1. A method for handling one or more errors in a data storage environment including a data storage system, the method comprising the steps of:
responding to an error in the data storage environment by using program logic to score error-related risk and using this risk score to manage a process for resolving the error and the risk score is derived from integrating inputs that include information from public records about a customer that is experiencing the error, information reports from a company responsible for resolving the error that are related to the company's relationship with the customer, and input from the computer system that reports the error that is directly related to the error itself.
2. The method of
3. The method of
4. The method of
5. The architecture of
6. A system for handling one or more errors in a data storage environment, the system comprising:
a data storage system;
data storage management software for managing the data storage system;
computer-executable program logic in communication with the data storage system and the data storage software for responding to an error in the data storage environment, wherein the program logic scores error-related risk and uses this risk score to manage a process for resolving the error and the risk score is derived from integrating inputs that include information from public records about a customer that is experiencing the error, information reports from a company responsible for resolving the error that are related to the company's relationship with the customer, and input from the computer system that reports the error that is directly related to the error itself.
7. The system of
8. The system of
9. The system of
10. The system of
11. A Computer Program Product for handling one or more errors in a data storage environment including a data storage system, the Program Product comprising:
a computer-readable storage medium having program logic encoded thereon enabling the computer-execution of the steps of:
responding to an error in the data storage environment by using program logic to score error-related risk and using this risk score to manage a process for resolving the error and the risk score is derived from integrating inputs that include information from public records about a customer that is experiencing the error information reports from a company responsible for resolving the error that are related to the company's relationship with the customer, and input from the computer system that reports the error that is directly related to the error itself.
A portion of the disclosure of this patent document contains command formats and other computer language listings, all of which are subject to copyright protection.

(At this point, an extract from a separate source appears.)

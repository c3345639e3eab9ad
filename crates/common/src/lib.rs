//! Shared types for the product inventory service.

pub mod types;

pub use types::SessionId;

The copyright owner, EMC Corporation, has no objection to the facsimile reproduction by anyone of the patent document or the patent disclosure, as it appears in the Patent and Trademark Office patent file or records, but otherwise reserves all copyright rights whatsoever.
The invention relates generally to error detection and correction of errors in a data storage environment, and more particularly to a system and method for augmenting and simplifying the task of service professionals who handle such errors for data storage systems.

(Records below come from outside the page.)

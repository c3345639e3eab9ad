use std::collections::HashMap;
use std::sync::Arc;

use async_trait::async_trait;
use chrono::{DateTime, Utc};
use tokio::sync::RwLock;

use crate::{Result, SessionId, SessionStore, SessionStoreError, StoreOptions};

struct Entry<T> {
    state: T,
    last_seen: DateTime<Utc>,
}

impl<T> Entry<T> {
    fn new(state: T, now: DateTime<Utc>) -> Self {
        Self {
            state,
            last_seen: now,
        }
    }

    fn is_expired(&self, options: &StoreOptions, now: DateTime<Utc>) -> bool {
        // A clock step backwards yields a negative idle time; keep the session.
        (now - self.last_seen)
            .to_std()
            .map(|idle| idle > options.ttl)
            .unwrap_or(false)
    }
}

/// In-memory session store.
///
/// Sessions live for the lifetime of the process. Cloning the store
/// yields another handle to the same sessions.
pub struct InMemorySessionStore<T> {
    sessions: Arc<RwLock<HashMap<SessionId, Entry<T>>>>,
    options: StoreOptions,
}

impl<T> Clone for InMemorySessionStore<T> {
    fn clone(&self) -> Self {
        Self {
            sessions: Arc::clone(&self.sessions),
            options: self.options,
        }
    }
}

impl<T> Default for InMemorySessionStore<T> {
    fn default() -> Self {
        Self::with_options(StoreOptions::default())
    }
}

impl<T> InMemorySessionStore<T> {
    /// Creates an empty store with default options.
    pub fn new() -> Self {
        Self::default()
    }

    /// Creates an empty store with the given lifetime and capacity.
    pub fn with_options(options: StoreOptions) -> Self {
        Self {
            sessions: Arc::new(RwLock::new(HashMap::new())),
            options,
        }
    }

    /// Returns the options this store was created with.
    pub fn options(&self) -> StoreOptions {
        self.options
    }

    /// Clears all sessions.
    pub async fn clear(&self) {
        self.sessions.write().await.clear();
    }
}

fn purge<T>(
    sessions: &mut HashMap<SessionId, Entry<T>>,
    options: &StoreOptions,
    now: DateTime<Utc>,
) -> usize {
    let before = sessions.len();
    sessions.retain(|_, entry| !entry.is_expired(options, now));
    let purged = before - sessions.len();
    if purged > 0 {
        metrics::counter!("sessions_expired_total").increment(purged as u64);
    }
    purged
}

#[async_trait]
impl<T> SessionStore<T> for InMemorySessionStore<T>
where
    T: Default + Clone + Send + Sync + 'static,
{
    async fn update<F, R>(&self, id: SessionId, f: F) -> Result<R>
    where
        F: FnOnce(&mut T) -> R + Send,
        R: Send,
    {
        let now = Utc::now();
        let mut sessions = self.sessions.write().await;

        let live = sessions
            .get(&id)
            .is_some_and(|entry| !entry.is_expired(&self.options, now));

        if !live {
            if sessions.remove(&id).is_some() {
                tracing::debug!(session_id = %id, "session expired, starting fresh");
                metrics::counter!("sessions_expired_total").increment(1);
            }

            if sessions.len() >= self.options.max_sessions {
                purge(&mut sessions, &self.options, now);
            }
            if sessions.len() >= self.options.max_sessions {
                tracing::warn!(
                    limit = self.options.max_sessions,
                    "refusing new session, store is full"
                );
                return Err(SessionStoreError::CapacityExceeded {
                    limit: self.options.max_sessions,
                });
            }

            metrics::counter!("sessions_created_total").increment(1);
            tracing::debug!(session_id = %id, "session created");
        }

        let entry = sessions
            .entry(id)
            .or_insert_with(|| Entry::new(T::default(), now));
        entry.last_seen = now;
        Ok(f(&mut entry.state))
    }

    async fn get(&self, id: SessionId) -> Result<Option<T>> {
        let now = Utc::now();
        let sessions = self.sessions.read().await;
        Ok(sessions
            .get(&id)
            .filter(|entry| !entry.is_expired(&self.options, now))
            .map(|entry| entry.state.clone()))
    }

    async fn remove(&self, id: SessionId) -> Result<bool> {
        Ok(self.sessions.write().await.remove(&id).is_some())
    }

    async fn purge_expired(&self) -> Result<usize> {
        let now = Utc::now();
        let mut sessions = self.sessions.write().await;
        Ok(purge(&mut sessions, &self.options, now))
    }

    async fn session_count(&self) -> Result<usize> {
        Ok(self.sessions.read().await.len())
    }
}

This application is a related to co-pending U.S. patent application Ser. No. 11/022,211 entitled “Architecture for Handling Errors in Accordance with a Risk Score Factor” by Arthur E. Laman, III filed on even date with this application, and is assigned to EMC Corporation, the same assignee as this invention.
As is known in the art, computer systems generally include a central processing unit (CPU), a memory subsystem, and a data storage subsystem. According to a network or enterprise model of the computer system, the data storage system associated with or in addition to a local computer system, may include a large number of independent storage devices or disks housed in a single enclosure or cabinet. This array of storage devices is typically connected to several computers over a network or via dedicated cabling. Such a model allows for the centralization of data that is to be shared among many users and also allows for a single point of maintenance for the storage functions associated with the many host processors.
The data storage system stores critical information for an enterprise that must be available for use substantially all of the time. If an error occurs on such a data storage system it must be fixed as soon as possible because such information is at the heart of the commercial operations of many major businesses. A recent economic survey from the University of Minnesota and known as Bush-Kugel study indicates a pattern that after just a few days (2 to 6) without access to their critical data many businesses are devastated. The survey showed that 25% of such businesses were immediately bankrupt after such a critical interruption and less than 7% remained in the marketplace after 5 years.
Recent innovations by EMC Corporation of Hopkinton, Mass. provide business continuity solutions that are at the heart of many enterprises data storage infrastructure. Nevertheless, the systems (including devices and software) being implemented are complex and vulnerable to errors that must be quickly serviced for the continuity to be maintained.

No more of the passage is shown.